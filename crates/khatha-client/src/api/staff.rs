//! # Staff API
//!
//! Staff records and daily attendance. These endpoints take the retailer
//! as a `retailerId` query parameter rather than the header.

use chrono::NaiveDate;
use serde::Serialize;
use tracing::info;

use khatha_core::validation::validate_name;
use khatha_core::{Attendance, AttendanceStatus, Staff};

use crate::error::ClientResult;
use crate::http::HttpClient;

/// Body of `POST /staff/attendance`.
#[derive(Debug, Clone, PartialEq, Serialize)]
#[serde(rename_all = "camelCase")]
pub struct MarkAttendance {
    pub staff_id: i64,
    pub date: NaiveDate,
    pub status: AttendanceStatus,
}

/// Days per status over a set of attendance records.
#[derive(Debug, Clone, Copy, Default, PartialEq, Eq, Serialize)]
#[serde(rename_all = "camelCase")]
pub struct AttendanceSummary {
    pub present: u32,
    pub absent: u32,
    pub half_day: u32,
    pub leave: u32,
}

impl AttendanceSummary {
    pub fn from_records(records: &[Attendance]) -> Self {
        let mut summary = AttendanceSummary::default();
        for record in records {
            match record.status {
                AttendanceStatus::Present => summary.present += 1,
                AttendanceStatus::Absent => summary.absent += 1,
                AttendanceStatus::HalfDay => summary.half_day += 1,
                AttendanceStatus::Leave => summary.leave += 1,
            }
        }
        summary
    }

    /// Present days with half days counted as half, in tenths of a day.
    pub fn worked_tenths(&self) -> u32 {
        self.present * 10 + self.half_day * 5
    }
}

pub struct StaffApi<'a> {
    http: &'a HttpClient,
}

impl<'a> StaffApi<'a> {
    pub(crate) fn new(http: &'a HttpClient) -> Self {
        StaffApi { http }
    }

    fn scope(&self) -> ClientResult<Vec<(&'static str, String)>> {
        Ok(vec![("retailerId", self.http.require_retailer()?.to_string())])
    }

    /// `GET /staff?retailerId=`.
    pub async fn list(&self) -> ClientResult<Vec<Staff>> {
        self.http.get("/staff", &self.scope()?).await
    }

    /// `POST /staff?retailerId=`.
    pub async fn add(&self, staff: &Staff) -> ClientResult<Staff> {
        validate_name("name", &staff.name)?;
        let created: Staff = self.http.post("/staff", &self.scope()?, staff).await?;
        info!(staff_id = ?created.id, name = %created.name, "Staff added");
        Ok(created)
    }

    /// `DELETE /staff/{id}?retailerId=`.
    pub async fn delete(&self, staff_id: i64) -> ClientResult<()> {
        self.http
            .delete(&format!("/staff/{}", staff_id), &self.scope()?)
            .await
    }

    /// `GET /staff/attendance/today?retailerId=`.
    pub async fn today_attendance(&self) -> ClientResult<Vec<Attendance>> {
        self.http.get("/staff/attendance/today", &self.scope()?).await
    }

    /// `POST /staff/attendance?retailerId=`.
    pub async fn mark_attendance(&self, mark: &MarkAttendance) -> ClientResult<()> {
        let builder = self
            .http
            .request(reqwest::Method::POST, "/staff/attendance")?
            .query(&self.scope()?)
            .json(mark);
        self.http.send_text(builder).await?;
        info!(staff_id = mark.staff_id, date = %mark.date, status = ?mark.status, "Attendance marked");
        Ok(())
    }

    /// `GET /staff/{id}/attendance?retailerId=`.
    pub async fn attendance(&self, staff_id: i64) -> ClientResult<Vec<Attendance>> {
        self.http
            .get(&format!("/staff/{}/attendance", staff_id), &self.scope()?)
            .await
    }

    /// `GET /staff/{id}/attendance/monthly?month=&year=&retailerId=`.
    pub async fn monthly_attendance(&self, staff_id: i64, month: u32, year: i32) -> ClientResult<Vec<Attendance>> {
        let mut query = vec![("month", month.to_string()), ("year", year.to_string())];
        query.extend(self.scope()?);
        self.http
            .get(&format!("/staff/{}/attendance/monthly", staff_id), &query)
            .await
    }
}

_ _ _

Which lines in the data above contain "absent"? Show each one.

▸ TASK OUTPUT:
    pub absent: u32,
                AttendanceStatus::Absent => summary.absent += 1,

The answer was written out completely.